Posted By on Fri, Jul 28, 2017 at 9:08 AM

Katie Belcher - HEATHER YOUNG
  • Katie Belcher
  • Heather Young


Eyelevel's artistic director Katie Belcher is leaving the artist-run centre and relocating to Vancouver to become Access Gallery's newest director/curator in October. "It is difficult to leave after building my life here for fourteen years, but shifting to another coast feels reassuring somehow, and I have already been so welcomed by the community as the news spreads," Belcher says. "I'm keen to add to what I've learned out here, and stretch a bit more."

Belcher has run the Eyelevel since 2013, initiating the shift from brick and mortar gallery to spaceless artist-run centre, exploring experimental forms of art presentation. Along with the Eyelevel board, Belcher wanted to initiate "a return to our experimental origins, this approach has the potential to consider Eyelevel's relationship to site, emerging and local work, queer and feminist theory, and decolonizing practices. I'm inspired by our intention to articulate and embody an intersectional feminist politic with our program and structure." Belcher is also a founding director of HERMES, a non-profit commercial artist's cooperative, President of Atlantis (the Association of Artist-Run Centres from the Atlantic), a member of the steering team of the upcoming Flotilla and treasurer of the board of the national Artist-Run Centres Collectives Conference (ARCA).

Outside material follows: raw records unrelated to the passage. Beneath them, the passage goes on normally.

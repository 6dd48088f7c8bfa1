//! Account repository: users, bearer tokens, and the mirrored cart.
//!
//! Queries use the sqlx runtime API; the mirrored cart travels as a JSONB
//! document and is always overwritten wholesale.

use sqlx::postgres::PgRow;
use sqlx::types::Json;
use sqlx::{PgPool, Row};

use kirana_core::cart::CartLine;
use kirana_core::{Email, UserId};

use super::RepositoryError;
use crate::models::User;

const USER_COLUMNS: &str = "id, name, email, is_admin, address, avatar_url, created_at";

/// Repository for account database operations.
pub struct UserRepository<'a> {
    pool: &'a PgPool,
}

impl<'a> UserRepository<'a> {
    /// Create a new user repository.
    #[must_use]
    pub const fn new(pool: &'a PgPool) -> Self {
        Self { pool }
    }

    /// Create a new account.
    ///
    /// # Errors
    ///
    /// Returns `RepositoryError::Conflict` if the email already exists.
    /// Returns `RepositoryError::Database` for other database errors.
    pub async fn create(
        &self,
        name: &str,
        email: &Email,
        password_hash: &str,
    ) -> Result<User, RepositoryError> {
        let row = sqlx::query(&format!(
            "INSERT INTO users (name, email, password_hash) \
             VALUES ($1, $2, $3) \
             RETURNING {USER_COLUMNS}"
        ))
        .bind(name)
        .bind(email.as_str())
        .bind(password_hash)
        .fetch_one(self.pool)
        .await
        .map_err(|e| {
            if let sqlx::Error::Database(ref db_err) = e
                && db_err.is_unique_violation()
            {
                return RepositoryError::Conflict("email already exists".to_owned());
            }
            RepositoryError::Database(e)
        })?;

        user_from_row(&row)
    }

    /// Get an account by its ID.
    ///
    /// # Errors
    ///
    /// Returns `RepositoryError::Database` if the query fails.
    pub async fn get_by_id(&self, id: UserId) -> Result<Option<User>, RepositoryError> {
        let row = sqlx::query(&format!("SELECT {USER_COLUMNS} FROM users WHERE id = $1"))
            .bind(id.as_i32())
            .fetch_optional(self.pool)
            .await?;

        row.as_ref().map(user_from_row).transpose()
    }

    /// Get an account by its email address.
    ///
    /// # Errors
    ///
    /// Returns `RepositoryError::Database` if the query fails.
    pub async fn get_by_email(&self, email: &Email) -> Result<Option<User>, RepositoryError> {
        let row = sqlx::query(&format!("SELECT {USER_COLUMNS} FROM users WHERE email = $1"))
            .bind(email.as_str())
            .fetch_optional(self.pool)
            .await?;

        row.as_ref().map(user_from_row).transpose()
    }

    /// Get an account and its password hash by email.
    ///
    /// Returns `None` if no account uses the email.
    ///
    /// # Errors
    ///
    /// Returns `RepositoryError::Database` if the query fails.
    pub async fn get_password_hash(
        &self,
        email: &Email,
    ) -> Result<Option<(User, String)>, RepositoryError> {
        let row = sqlx::query(&format!(
            "SELECT {USER_COLUMNS}, password_hash FROM users WHERE email = $1"
        ))
        .bind(email.as_str())
        .fetch_optional(self.pool)
        .await?;

        let Some(row) = row else {
            return Ok(None);
        };

        let user = user_from_row(&row)?;
        let password_hash: String = row.try_get("password_hash")?;
        Ok(Some((user, password_hash)))
    }

    /// List every account (admin surface). Hashes are not selected.
    ///
    /// # Errors
    ///
    /// Returns `RepositoryError::Database` if the query fails.
    pub async fn list(&self) -> Result<Vec<User>, RepositoryError> {
        let rows = sqlx::query(&format!("SELECT {USER_COLUMNS} FROM users ORDER BY id"))
            .fetch_all(self.pool)
            .await?;

        rows.iter().map(user_from_row).collect()
    }

    /// Update profile fields. `None` keeps the stored value.
    ///
    /// # Errors
    ///
    /// Returns `RepositoryError::NotFound` if the account doesn't exist.
    /// Returns `RepositoryError::Database` for other database errors.
    pub async fn update_profile(
        &self,
        id: UserId,
        name: Option<&str>,
        address: Option<&str>,
        avatar_url: Option<&str>,
    ) -> Result<User, RepositoryError> {
        let row = sqlx::query(&format!(
            "UPDATE users \
             SET name = COALESCE($2, name), \
                 address = COALESCE($3, address), \
                 avatar_url = COALESCE($4, avatar_url) \
             WHERE id = $1 \
             RETURNING {USER_COLUMNS}"
        ))
        .bind(id.as_i32())
        .bind(name)
        .bind(address)
        .bind(avatar_url)
        .fetch_optional(self.pool)
        .await?
        .ok_or(RepositoryError::NotFound)?;

        user_from_row(&row)
    }

    // =========================================================================
    // Mirrored cart
    // =========================================================================

    /// Read the account's mirrored cart.
    ///
    /// # Errors
    ///
    /// Returns `RepositoryError::NotFound` if the account doesn't exist.
    /// Returns `RepositoryError::Database` for other database errors.
    pub async fn get_cart(&self, id: UserId) -> Result<Vec<CartLine>, RepositoryError> {
        let row = sqlx::query("SELECT cart FROM users WHERE id = $1")
            .bind(id.as_i32())
            .fetch_optional(self.pool)
            .await?
            .ok_or(RepositoryError::NotFound)?;

        let Json(lines): Json<Vec<CartLine>> = row.try_get("cart")?;
        Ok(lines)
    }

    /// Overwrite the account's mirrored cart wholesale (last writer wins).
    ///
    /// # Errors
    ///
    /// Returns `RepositoryError::NotFound` if the account doesn't exist.
    /// Returns `RepositoryError::Database` for other database errors.
    pub async fn set_cart(&self, id: UserId, lines: &[CartLine]) -> Result<(), RepositoryError> {
        let result = sqlx::query("UPDATE users SET cart = $2 WHERE id = $1")
            .bind(id.as_i32())
            .bind(Json(lines))
            .execute(self.pool)
            .await?;

        if result.rows_affected() == 0 {
            return Err(RepositoryError::NotFound);
        }

        Ok(())
    }

    // =========================================================================
    // Bearer tokens
    // =========================================================================

    /// Store a freshly minted bearer token for an account.
    ///
    /// # Errors
    ///
    /// Returns `RepositoryError::Database` if the insert fails.
    pub async fn insert_token(&self, id: UserId, token: &str) -> Result<(), RepositoryError> {
        sqlx::query("INSERT INTO auth_tokens (token, user_id) VALUES ($1, $2)")
            .bind(token)
            .bind(id.as_i32())
            .execute(self.pool)
            .await?;

        Ok(())
    }

    /// Resolve a bearer token to its account.
    ///
    /// # Errors
    ///
    /// Returns `RepositoryError::Database` if the query fails.
    pub async fn get_by_token(&self, token: &str) -> Result<Option<User>, RepositoryError> {
        let row = sqlx::query(
            "SELECT u.id, u.name, u.email, u.is_admin, u.address, u.avatar_url, u.created_at \
             FROM auth_tokens t \
             JOIN users u ON u.id = t.user_id \
             WHERE t.token = $1",
        )
        .bind(token)
        .fetch_optional(self.pool)
        .await?;

        row.as_ref().map(user_from_row).transpose()
    }
}

/// Map a user row to the domain type.
fn user_from_row(row: &PgRow) -> Result<User, RepositoryError> {
    let email: String = row.try_get("email")?;
    let email = Email::parse(&email).map_err(|e| {
        RepositoryError::DataCorruption(format!("invalid email in database: {e}"))
    })?;

    Ok(User {
        id: UserId::new(row.try_get("id")?),
        name: row.try_get("name")?,
        email,
        is_admin: row.try_get("is_admin")?,
        address: row.try_get("address")?,
        avatar_url: row.try_get("avatar_url")?,
        created_at: row.try_get("created_at")?,
    })
}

"I'm excited to see what the individual vision of the new artistic director will add to Eyelevel's work. I've felt empowered to contribute my own character to Eyelevel and support others in doing the same—the idea for Food for Thoughts came from my own artistic practice, and its approach was really driven by project staff. It is because of new contributors that Eyelevel remains nimble and relevant after 43 years," Belcher says. "Although I'm sad to leave at such an exciting time, I also know that I'm leaving it in a great position. The board is supportive, critically engaged, and active, resources are improving, programming conversations are expansive, and we're moving forward with intention in this model. I feel so fortunate to have found this loving, challenging, and artistically thrilling place to stretch these last four years. It is the best time for someone to step in and help guide the next few years. I think they'll have fun!"

Eyelevel is currently seeking applications for the position of Artistic Director. Those who want to throw their hat into the ring are encouraged to apply before the deadline of Friday, August 11. Full job details here.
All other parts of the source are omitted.